Data excerpts
○ ○ ○ ○

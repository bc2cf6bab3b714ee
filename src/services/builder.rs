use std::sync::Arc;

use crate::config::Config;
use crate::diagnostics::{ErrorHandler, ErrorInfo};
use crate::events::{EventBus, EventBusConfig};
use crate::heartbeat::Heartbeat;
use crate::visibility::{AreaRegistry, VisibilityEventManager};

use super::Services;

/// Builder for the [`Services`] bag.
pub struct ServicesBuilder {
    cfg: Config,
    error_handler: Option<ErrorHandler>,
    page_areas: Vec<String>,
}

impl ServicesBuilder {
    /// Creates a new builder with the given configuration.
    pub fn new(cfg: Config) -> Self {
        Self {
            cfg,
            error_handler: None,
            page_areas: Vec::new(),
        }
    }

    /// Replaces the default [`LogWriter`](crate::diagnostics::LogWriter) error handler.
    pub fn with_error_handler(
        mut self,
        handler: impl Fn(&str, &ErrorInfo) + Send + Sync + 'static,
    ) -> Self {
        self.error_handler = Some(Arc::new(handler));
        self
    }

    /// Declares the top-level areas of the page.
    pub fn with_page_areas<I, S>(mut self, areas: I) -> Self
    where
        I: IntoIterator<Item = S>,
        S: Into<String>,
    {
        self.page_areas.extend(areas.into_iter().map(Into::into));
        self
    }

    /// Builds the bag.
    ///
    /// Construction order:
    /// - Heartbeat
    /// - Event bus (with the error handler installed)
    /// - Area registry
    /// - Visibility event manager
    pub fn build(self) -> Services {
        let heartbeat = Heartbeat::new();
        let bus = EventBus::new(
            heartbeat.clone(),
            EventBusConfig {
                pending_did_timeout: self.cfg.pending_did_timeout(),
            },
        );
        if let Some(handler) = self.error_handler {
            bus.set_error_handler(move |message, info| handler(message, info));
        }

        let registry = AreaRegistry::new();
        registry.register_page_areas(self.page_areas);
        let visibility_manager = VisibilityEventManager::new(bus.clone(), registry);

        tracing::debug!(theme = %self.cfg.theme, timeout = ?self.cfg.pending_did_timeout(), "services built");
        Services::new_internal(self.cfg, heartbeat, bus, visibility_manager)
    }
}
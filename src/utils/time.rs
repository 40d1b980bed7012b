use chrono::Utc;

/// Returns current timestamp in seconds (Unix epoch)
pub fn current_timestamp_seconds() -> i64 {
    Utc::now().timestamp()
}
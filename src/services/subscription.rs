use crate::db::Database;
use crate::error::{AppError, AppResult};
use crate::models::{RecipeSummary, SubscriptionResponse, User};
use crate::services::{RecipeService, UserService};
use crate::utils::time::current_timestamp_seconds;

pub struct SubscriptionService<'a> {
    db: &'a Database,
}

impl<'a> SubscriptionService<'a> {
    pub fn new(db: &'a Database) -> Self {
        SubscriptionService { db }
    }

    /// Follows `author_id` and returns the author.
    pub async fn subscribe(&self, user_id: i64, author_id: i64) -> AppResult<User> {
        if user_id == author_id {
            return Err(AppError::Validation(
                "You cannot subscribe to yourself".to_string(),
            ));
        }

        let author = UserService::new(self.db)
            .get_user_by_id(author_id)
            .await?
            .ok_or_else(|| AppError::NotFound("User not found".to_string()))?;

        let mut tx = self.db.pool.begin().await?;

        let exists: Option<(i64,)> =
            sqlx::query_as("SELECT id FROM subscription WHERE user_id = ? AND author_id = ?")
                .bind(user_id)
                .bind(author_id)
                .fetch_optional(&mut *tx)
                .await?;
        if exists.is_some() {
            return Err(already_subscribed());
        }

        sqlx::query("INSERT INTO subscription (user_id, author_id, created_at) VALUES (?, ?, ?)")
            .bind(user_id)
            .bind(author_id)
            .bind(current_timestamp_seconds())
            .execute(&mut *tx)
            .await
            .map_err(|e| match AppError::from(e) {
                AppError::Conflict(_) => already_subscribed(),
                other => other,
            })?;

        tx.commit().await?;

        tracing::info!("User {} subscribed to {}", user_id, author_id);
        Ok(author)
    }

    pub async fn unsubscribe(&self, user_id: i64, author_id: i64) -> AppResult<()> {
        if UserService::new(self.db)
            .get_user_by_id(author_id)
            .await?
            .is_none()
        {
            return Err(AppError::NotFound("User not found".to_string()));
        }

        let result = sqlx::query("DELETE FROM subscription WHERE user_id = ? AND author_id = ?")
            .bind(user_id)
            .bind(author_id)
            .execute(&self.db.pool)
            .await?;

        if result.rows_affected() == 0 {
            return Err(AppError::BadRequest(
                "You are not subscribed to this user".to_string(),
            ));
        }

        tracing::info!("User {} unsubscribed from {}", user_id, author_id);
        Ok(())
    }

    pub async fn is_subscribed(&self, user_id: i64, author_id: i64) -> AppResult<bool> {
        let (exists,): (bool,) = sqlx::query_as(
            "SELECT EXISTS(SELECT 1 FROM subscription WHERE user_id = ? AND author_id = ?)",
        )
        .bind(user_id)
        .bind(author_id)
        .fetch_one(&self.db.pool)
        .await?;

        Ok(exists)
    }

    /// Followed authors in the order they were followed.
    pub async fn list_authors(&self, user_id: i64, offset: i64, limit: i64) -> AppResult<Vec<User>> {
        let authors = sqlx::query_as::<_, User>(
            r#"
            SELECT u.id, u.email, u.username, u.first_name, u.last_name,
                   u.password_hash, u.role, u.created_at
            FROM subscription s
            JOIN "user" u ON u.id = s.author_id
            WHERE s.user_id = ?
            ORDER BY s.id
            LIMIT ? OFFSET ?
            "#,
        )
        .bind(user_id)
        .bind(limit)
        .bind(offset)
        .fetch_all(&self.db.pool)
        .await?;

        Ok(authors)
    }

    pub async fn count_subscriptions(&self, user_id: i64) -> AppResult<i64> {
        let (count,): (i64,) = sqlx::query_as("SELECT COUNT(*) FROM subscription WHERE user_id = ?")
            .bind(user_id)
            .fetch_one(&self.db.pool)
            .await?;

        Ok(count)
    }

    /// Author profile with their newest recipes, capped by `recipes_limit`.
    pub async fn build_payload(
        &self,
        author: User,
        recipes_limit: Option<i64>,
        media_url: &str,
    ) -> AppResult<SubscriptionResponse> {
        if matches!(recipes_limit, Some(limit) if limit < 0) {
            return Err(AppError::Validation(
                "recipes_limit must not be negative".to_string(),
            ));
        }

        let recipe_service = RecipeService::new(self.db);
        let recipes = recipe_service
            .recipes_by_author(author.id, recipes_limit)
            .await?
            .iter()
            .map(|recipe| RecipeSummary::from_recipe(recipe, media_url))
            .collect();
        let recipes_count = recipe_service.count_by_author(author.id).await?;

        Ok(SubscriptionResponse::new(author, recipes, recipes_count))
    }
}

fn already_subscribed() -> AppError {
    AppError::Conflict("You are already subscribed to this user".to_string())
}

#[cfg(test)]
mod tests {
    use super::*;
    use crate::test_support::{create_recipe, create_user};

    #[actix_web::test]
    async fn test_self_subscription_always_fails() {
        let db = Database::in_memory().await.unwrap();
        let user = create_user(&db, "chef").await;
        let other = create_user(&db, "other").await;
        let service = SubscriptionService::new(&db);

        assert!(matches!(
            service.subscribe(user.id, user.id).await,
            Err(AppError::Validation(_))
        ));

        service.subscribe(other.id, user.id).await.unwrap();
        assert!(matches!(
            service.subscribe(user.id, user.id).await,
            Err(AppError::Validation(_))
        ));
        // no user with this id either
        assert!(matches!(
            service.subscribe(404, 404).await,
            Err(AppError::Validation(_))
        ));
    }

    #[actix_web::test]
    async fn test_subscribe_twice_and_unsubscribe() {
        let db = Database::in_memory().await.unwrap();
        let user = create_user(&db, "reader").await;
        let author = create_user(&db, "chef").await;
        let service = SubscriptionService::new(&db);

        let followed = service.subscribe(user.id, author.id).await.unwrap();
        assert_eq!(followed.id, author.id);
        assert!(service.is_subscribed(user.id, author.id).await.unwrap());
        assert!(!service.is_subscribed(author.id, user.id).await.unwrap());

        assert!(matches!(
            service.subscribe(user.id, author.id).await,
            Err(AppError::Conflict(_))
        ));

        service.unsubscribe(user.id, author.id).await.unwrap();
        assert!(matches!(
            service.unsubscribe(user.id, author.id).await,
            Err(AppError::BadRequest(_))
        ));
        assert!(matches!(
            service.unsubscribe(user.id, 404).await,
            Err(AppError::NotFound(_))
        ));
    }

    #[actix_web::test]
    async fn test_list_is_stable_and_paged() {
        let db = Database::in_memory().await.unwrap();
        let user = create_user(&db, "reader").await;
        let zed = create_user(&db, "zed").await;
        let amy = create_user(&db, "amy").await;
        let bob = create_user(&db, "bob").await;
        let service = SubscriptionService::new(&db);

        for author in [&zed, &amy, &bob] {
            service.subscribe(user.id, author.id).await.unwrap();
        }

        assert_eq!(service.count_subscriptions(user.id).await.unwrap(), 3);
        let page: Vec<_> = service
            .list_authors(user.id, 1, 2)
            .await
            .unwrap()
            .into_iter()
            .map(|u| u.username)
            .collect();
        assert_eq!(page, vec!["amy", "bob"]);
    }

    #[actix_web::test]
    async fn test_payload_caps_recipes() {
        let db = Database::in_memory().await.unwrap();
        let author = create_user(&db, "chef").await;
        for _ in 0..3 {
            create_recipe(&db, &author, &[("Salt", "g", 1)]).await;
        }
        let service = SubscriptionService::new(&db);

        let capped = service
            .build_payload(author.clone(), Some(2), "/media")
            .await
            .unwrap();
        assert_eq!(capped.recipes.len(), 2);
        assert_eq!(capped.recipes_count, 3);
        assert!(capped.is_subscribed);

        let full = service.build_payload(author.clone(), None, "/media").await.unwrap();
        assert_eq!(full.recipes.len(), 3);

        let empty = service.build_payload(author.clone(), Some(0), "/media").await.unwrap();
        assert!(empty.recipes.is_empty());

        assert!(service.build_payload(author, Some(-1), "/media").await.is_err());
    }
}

○ ○ ○ ○

» **What the exercise asks**: Scan the records above and report how many lines include the word "ErrorHandler", without any other text.

» **Output**: 2